CORTE di CASSAZIONE sentenza n. 10234 depositata il 18 maggio 2016
INDICI DI CAPACITA’ CONTRIBUTIVA – SPESE PER L’ACQUISTO DI TERRENI E FABBRICATI NON GIUSTIFICABILI DAI REDDITI DICHIARATI – GIUSTIFICAZIONE – DICHIARAZIONE DI FAMILIARI PER REGALIE ELARGITE NEL CORSO DEGLI ANNI – NON SUFFICIENTI
SVOLGIMENTO DEL PROCESSO
1. Con sentenza n. 71/05/2012, depositata il 22/10/2012, la C.T.R. della Puglia, in accoglimento dell’appello proposto dall’Agenzia delle Entrate, Ufficio di Barletta, confermava la legittimità dell’avviso di accertamento emesso nei confronti di M.D. con il quale si accertava, per l’anno d’imposta 2004, un reddito pari ad € 106.702,58 determinato sinteticamente, ai sensi dell’art. 38 d.P.R. 29 settembre 1973, n. 600, in ragione di riscontrate spese, sostenute negli anni dal 2004 al 2008, per l’acquisto di terreni e fabbricati per un complessivo esborso di € 533.512,00.

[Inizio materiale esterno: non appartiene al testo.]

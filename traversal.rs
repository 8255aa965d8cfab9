//! Node-granular traversal (spec §4.D "traverse"/"traverse_from", §4.F).
//! Unlike `get`/`set`/`delete`, these walks surface *exactly* how far they
//! got before hitting missing data or the inside of a leaf/extension key,
//! so a remote-sync driver can resume.

use ethereum_types::H256;

use crate::error::TrieError;
use crate::nibbles::Nibbles;
use crate::node::{NodeRef, RawNode};
use crate::state::TrieState;

#[derive(Debug, Clone, Copy, PartialEq, Eq)]
pub enum NodeType {
    Blank,
    Leaf,
    Extension,
    Branch,
}

/// The external, read-only view of a node at a given prefix (spec §3
/// "Annotated node").
#[derive(Debug, Clone)]
pub struct HexaryTrieNode {
    pub sub_segments: Vec<Nibbles>,
    pub value: Vec<u8>,
    pub suffix: Nibbles,
    pub raw: Option<RawNode>,
    pub node_type: NodeType,
}

impl HexaryTrieNode {
    pub fn blank() -> Self {
        Self::from_raw(None)
    }

    pub fn from_raw(raw: Option<&RawNode>) -> Self {
        match raw {
            None => HexaryTrieNode {
                sub_segments: Vec::new(),
                value: Vec::new(),
                suffix: Nibbles::empty(),
                raw: None,
                node_type: NodeType::Blank,
            },
            Some(RawNode::Leaf(leaf)) => HexaryTrieNode {
                sub_segments: Vec::new(),
                value: leaf.value.clone(),
                suffix: leaf.partial.without_terminator(),
                raw: Some(raw.unwrap().clone()),
                node_type: NodeType::Leaf,
            },
            Some(RawNode::Extension(ext)) => HexaryTrieNode {
                sub_segments: vec![ext.prefix.clone()],
                value: Vec::new(),
                suffix: Nibbles::empty(),
                raw: Some(raw.unwrap().clone()),
                node_type: NodeType::Extension,
            },
            Some(RawNode::Branch(branch)) => HexaryTrieNode {
                sub_segments: branch
                    .choices
                    .iter()
                    .enumerate()
                    .filter(|(_, choice)| !choice.is_blank())
                    .map(|(i, _)| Nibbles::from_hex(vec![i as u8]))
                    .collect(),
                value: branch.value.clone().unwrap_or_default(),
                suffix: Nibbles::empty(),
                raw: Some(raw.unwrap().clone()),
                node_type: NodeType::Branch,
            },
        }
    }

    pub fn is_blank(&self) -> bool {
        self.node_type == NodeType::Blank
    }
}

/// Navigates from `root` consuming `prefix`, returning the annotated node
/// found exactly at that prefix.
pub fn traverse(
    state: &TrieState,
    root: Option<&NodeRef>,
    root_hash: H256,
    prefix: &Nibbles,
) -> Result<HexaryTrieNode, TrieError> {
    walk(state, root.cloned(), prefix.clone(), Nibbles::empty(), root_hash)
}

/// Same as [`traverse`], but resumes a walk from an already-resolved node
/// body rather than the root.
pub fn traverse_from(
    state: &TrieState,
    parent: &HexaryTrieNode,
    sub_prefix: &Nibbles,
    root_hash: H256,
    consumed_prefix: Nibbles,
) -> Result<HexaryTrieNode, TrieError> {
    let current = parent.raw.clone().map(NodeRef::from_node);
    walk(state, current, sub_prefix.clone(), consumed_prefix, root_hash)
}

fn walk(
    state: &TrieState,
    mut current: Option<NodeRef>,
    mut remaining: Nibbles,
    mut consumed: Nibbles,
    root_hash: H256,
) -> Result<HexaryTrieNode, TrieError> {
    loop {
        let resolved = match &current {
            None => None,
            Some(node_ref) => Some(node_ref.get_node(state).map_err(|err| match err {
                TrieError::NodeNotFound(missing) => TrieError::MissingTraversalNode {
                    missing_hash: missing.as_hash().unwrap_or_default(),
                    root_hash,
                    prefix: consumed.clone(),
                },
                other => other,
            })?),
        };

        if remaining.is_empty() {
            return Ok(HexaryTrieNode::from_raw(resolved.as_deref()));
        }

        match resolved.as_deref() {
            None => return Ok(HexaryTrieNode::blank()),
            Some(RawNode::Leaf(leaf)) => {
                let leaf_key = leaf.partial.without_terminator();
                let match_len = remaining.count_prefix(&leaf_key);
                if match_len == remaining.len() {
                    if match_len == leaf_key.len() {
                        return Ok(HexaryTrieNode::from_raw(resolved.as_deref()));
                    }
                    let traversed = consumed.clone();
                    let untraversed = leaf_key.offset(match_len);
                    let actual_node = HexaryTrieNode::from_raw(resolved.as_deref());
                    let mut simulated = actual_node.clone();
                    simulated.suffix = untraversed.clone();
                    return Err(TrieError::TraversedPartialPath {
                        traversed,
                        untraversed,
                        actual_node: Box::new(actual_node),
                        simulated_node: Box::new(simulated),
                    });
                }
                return Ok(HexaryTrieNode::blank());
            }
            Some(RawNode::Extension(ext)) => {
                let match_len = remaining.count_prefix(&ext.prefix);
                if match_len == ext.prefix.len() {
                    consumed.extend(&ext.prefix);
                    remaining = remaining.offset(match_len);
                    current = Some(ext.child.clone());
                    continue;
                }
                if match_len == remaining.len() {
                    let traversed = consumed.clone();
                    let untraversed = ext.prefix.offset(match_len);
                    let actual_node = HexaryTrieNode::from_raw(resolved.as_deref());
                    let simulated = HexaryTrieNode {
                        sub_segments: vec![untraversed.clone()],
                        ..actual_node.clone()
                    };
                    return Err(TrieError::TraversedPartialPath {
                        traversed,
                        untraversed,
                        actual_node: Box::new(actual_node),
                        simulated_node: Box::new(simulated),
                    });
                }
                return Ok(HexaryTrieNode::blank());
            }
            Some(RawNode::Branch(branch)) => {
                let idx = remaining.at(0);
                let child = &branch.choices[idx];
                if child.is_blank() {
                    return Ok(HexaryTrieNode::blank());
                }
                consumed.append(idx as u8);
                remaining = remaining.offset(1);
                current = Some(child.clone());
            }
        }
    }
}

#[cfg(test)]
mod tests {
    use super::*;
    use crate::db::InMemoryTrieDB;
    use crate::node::LeafNode;

    fn state() -> TrieState {
        TrieState::new(Box::new(InMemoryTrieDB::new()))
    }

    #[test]
    fn root_node_of_single_leaf() {
        let state = state();
        let leaf = RawNode::Leaf(LeafNode::new(
            Nibbles::from_bytes(b"\xffleaf-at-root"),
            b"some-value".to_vec(),
        ));
        let root = Some(NodeRef::from_node(leaf));
        let node = traverse(&state, root.as_ref(), H256::zero(), &Nibbles::empty()).unwrap();
        assert_eq!(node.node_type, NodeType::Leaf);
        assert_eq!(node.value, b"some-value");
    }

    #[test]
    fn partial_traversal_inside_leaf_key() {
        let state = state();
        let leaf = RawNode::Leaf(LeafNode::new(
            Nibbles::from_bytes(b"\xffleaf-at-root"),
            b"some-value".to_vec(),
        ));
        let root = Some(NodeRef::from_node(leaf));
        let prefix = Nibbles::from_hex(vec![0xF]);
        let err = traverse(&state, root.as_ref(), H256::zero(), &prefix).unwrap_err();
        match err {
            TrieError::TraversedPartialPath { simulated_node, .. } => {
                assert_eq!(simulated_node.suffix.at(0), 0xF);
            }
            other => panic!("expected TraversedPartialPath, got {other:?}"),
        }
    }

    #[test]
    fn diverging_prefix_returns_blank() {
        let state = state();
        let leaf = RawNode::Leaf(LeafNode::new(
            Nibbles::from_bytes(b"\xffleaf-at-root"),
            b"some-value".to_vec(),
        ));
        let root = Some(NodeRef::from_node(leaf));
        let prefix = Nibbles::from_hex(vec![0x0]);
        let node = traverse(&state, root.as_ref(), H256::zero(), &prefix).unwrap();
        assert!(node.is_blank());
    }
}
//! Trie fog (spec §4.G): an immutable record of which key prefixes a
//! partial/remote view of the trie has *not* resolved yet.

use std::collections::BTreeSet;

use rustc_hash::FxHashMap;

use crate::error::TrieError;
use crate::nibbles::{directional_distance, Nibbles};
use crate::node::RawNode;

/// Immutable set of unexplored-prefix `Nibbles`, maintaining the invariant
/// that no element is a strict prefix of another.
#[derive(Debug, Clone, PartialEq, Eq)]
pub struct HexaryTrieFog {
    unexplored: BTreeSet<Nibbles>,
}

impl Default for HexaryTrieFog {
    fn default() -> Self {
        // A brand new fog starts knowing nothing: the whole trie, rooted
        // at the empty prefix, is unexplored.
        let mut unexplored = BTreeSet::new();
        unexplored.insert(Nibbles::empty());
        Self { unexplored }
    }
}

impl HexaryTrieFog {
    pub fn new() -> Self {
        Self::default()
    }

    /// A fog with nothing left to explore.
    pub fn complete() -> Self {
        Self {
            unexplored: BTreeSet::new(),
        }
    }

    pub fn is_complete(&self) -> bool {
        self.unexplored.is_empty()
    }

    pub fn len(&self) -> usize {
        self.unexplored.len()
    }

    pub fn is_empty(&self) -> bool {
        self.unexplored.is_empty()
    }

    pub fn contains(&self, prefix: &Nibbles) -> bool {
        self.unexplored.contains(prefix)
    }

    fn validate_sub_segments(sub_segments: &[Nibbles]) -> Result<(), TrieError> {
        for (i, a) in sub_segments.iter().enumerate() {
            for b in &sub_segments[i + 1..] {
                if a == b || a.is_prefix_of(b) || b.is_prefix_of(a) {
                    return Err(TrieError::InvalidFogSegments);
                }
            }
        }
        Ok(())
    }

    /// Removes `old_prefix` and inserts `old_prefix ‖ s` for each `s` in
    /// `sub_segments`. An empty `sub_segments` simply marks `old_prefix`
    /// fully known.
    pub fn explore(
        &self,
        old_prefix: &Nibbles,
        sub_segments: &[Nibbles],
    ) -> Result<HexaryTrieFog, TrieError> {
        if !self.unexplored.contains(old_prefix) {
            return Err(TrieError::InvalidFogSegments);
        }
        Self::validate_sub_segments(sub_segments)?;

        let mut unexplored = self.unexplored.clone();
        unexplored.remove(old_prefix);
        for segment in sub_segments {
            unexplored.insert(old_prefix.concat(segment));
        }
        Ok(HexaryTrieFog { unexplored })
    }

    /// Removes each of `prefixes`, all of which must already be present.
    pub fn mark_all_complete(&self, prefixes: &[Nibbles]) -> Result<HexaryTrieFog, TrieError> {
        let mut unexplored = self.unexplored.clone();
        for prefix in prefixes {
            if !unexplored.remove(prefix) {
                return Err(TrieError::InvalidFogSegments);
            }
        }
        Ok(HexaryTrieFog { unexplored })
    }

    /// The unexplored prefix with minimum directional distance to `key`;
    /// ties go to the lexicographically greater (rightmost) prefix.
    pub fn nearest_unknown(&self, key: &Nibbles) -> Result<Nibbles, TrieError> {
        self.unexplored
            .iter()
            .map(|candidate| (directional_distance(key, candidate), candidate))
            .min_by(|(da, a), (db, b)| da.cmp(db).then_with(|| b.cmp(a)))
            .map(|(_, candidate)| candidate.clone())
            .ok_or(TrieError::PerfectVisibility)
    }

    /// The leftmost unexplored prefix `>= key`.
    pub fn nearest_right(&self, key: &Nibbles) -> Result<Nibbles, TrieError> {
        if self.unexplored.is_empty() {
            return Err(TrieError::PerfectVisibility);
        }
        self.unexplored
            .range(key.clone()..)
            .next()
            .cloned()
            .ok_or(TrieError::FullDirectionalVisibility)
    }

    /// A stable byte encoding preserving the set exactly.
    pub fn serialize(&self) -> Vec<u8> {
        let mut out = Vec::new();
        out.extend_from_slice(&(self.unexplored.len() as u32).to_le_bytes());
        for prefix in &self.unexplored {
            let nibbles = prefix.as_ref();
            out.extend_from_slice(&(nibbles.len() as u32).to_le_bytes());
            out.extend_from_slice(nibbles);
        }
        out
    }

    pub fn deserialize(bytes: &[u8]) -> Result<HexaryTrieFog, TrieError> {
        let mut cursor = 0usize;
        let read_u32 = |cursor: &mut usize| -> Result<u32, TrieError> {
            let end = *cursor + 4;
            let slice = bytes.get(*cursor..end).ok_or(TrieError::InvalidFogSegments)?;
            *cursor = end;
            Ok(u32::from_le_bytes(slice.try_into().unwrap()))
        };

        let count = read_u32(&mut cursor)?;
        let mut unexplored = BTreeSet::new();
        for _ in 0..count {
            let len = read_u32(&mut cursor)? as usize;
            let end = cursor + len;
            let nibbles = bytes.get(cursor..end).ok_or(TrieError::InvalidFogSegments)?;
            unexplored.insert(Nibbles::from_hex(nibbles.to_vec()));
            cursor = end;
        }
        Ok(HexaryTrieFog { unexplored })
    }
}

/// Caches the parent node body at each unexplored prefix so that a single
/// `traverse_from` hop resolves the next step (spec §4.F/§4.G).
#[derive(Debug, Clone, Default)]
pub struct TrieFrontierCache {
    entries: FxHashMap<Nibbles, (RawNode, Nibbles)>,
}

impl TrieFrontierCache {
    pub fn new() -> Self {
        Self::default()
    }

    pub fn insert(&mut self, unexplored_prefix: Nibbles, parent: RawNode, suffix_from_parent: Nibbles) {
        self.entries.insert(unexplored_prefix, (parent, suffix_from_parent));
    }

    pub fn get(&self, unexplored_prefix: &Nibbles) -> Option<&(RawNode, Nibbles)> {
        self.entries.get(unexplored_prefix)
    }

    pub fn remove(&mut self, unexplored_prefix: &Nibbles) {
        self.entries.remove(unexplored_prefix);
    }
}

Ritenevano infatti i giudici del gravame che il contribuente non aveva offerto una attendibile giustificazione della cospicua spesa, non potendosi in particolare ritenere probanti le dichiarazioni rilasciate dai propri nonni circa l’elargizione di cospicue regalie nel corso degli anni liceali e universitari, in quanto non supportate da formale e pertinente documentazione e in mancanza comunque di prova della contemporaneità fra le regalie medesime e l’acquisto degli immobili in questione; che l’ufficio aveva documentato la regolare notifica del questionario al domicilio fiscale del contribuente; che inoltre, all’epoca dei fatti, non sussisteva alcun obbligo di esperire preventivamente il contraddittorio.
2. Avverso tale decisione propone ricorso M.D. sulla base di cinque motivi, per ciascuno di essi articolando diverse censure; l’Agenzia delle entrate resiste con controricorso.
Il ricorrente ha depositato memoria ex art. 378 cod. proc. civ.
MOTIVI DELLA DECISIONE
3. Con il primo motivo il ricorrente ripropone, sotto vari profili di censura – omessa pronuncia; violazione degli artt. 57 e 58 d.lgs. 31 dicembre 1992, n. 546; vizio di motivazione – l’eccezione di inammissibilità della documentazione prodotta in grado d’appello dall’Agenzia delle entrate al fine di dimostrare l’avvenuta rituale notifica del questionario.
Le censure – a supporto delle quali il ricorrente richiama precedenti, anche di merito, non specifici e/o non pertinenti – sono manifestamente infondate.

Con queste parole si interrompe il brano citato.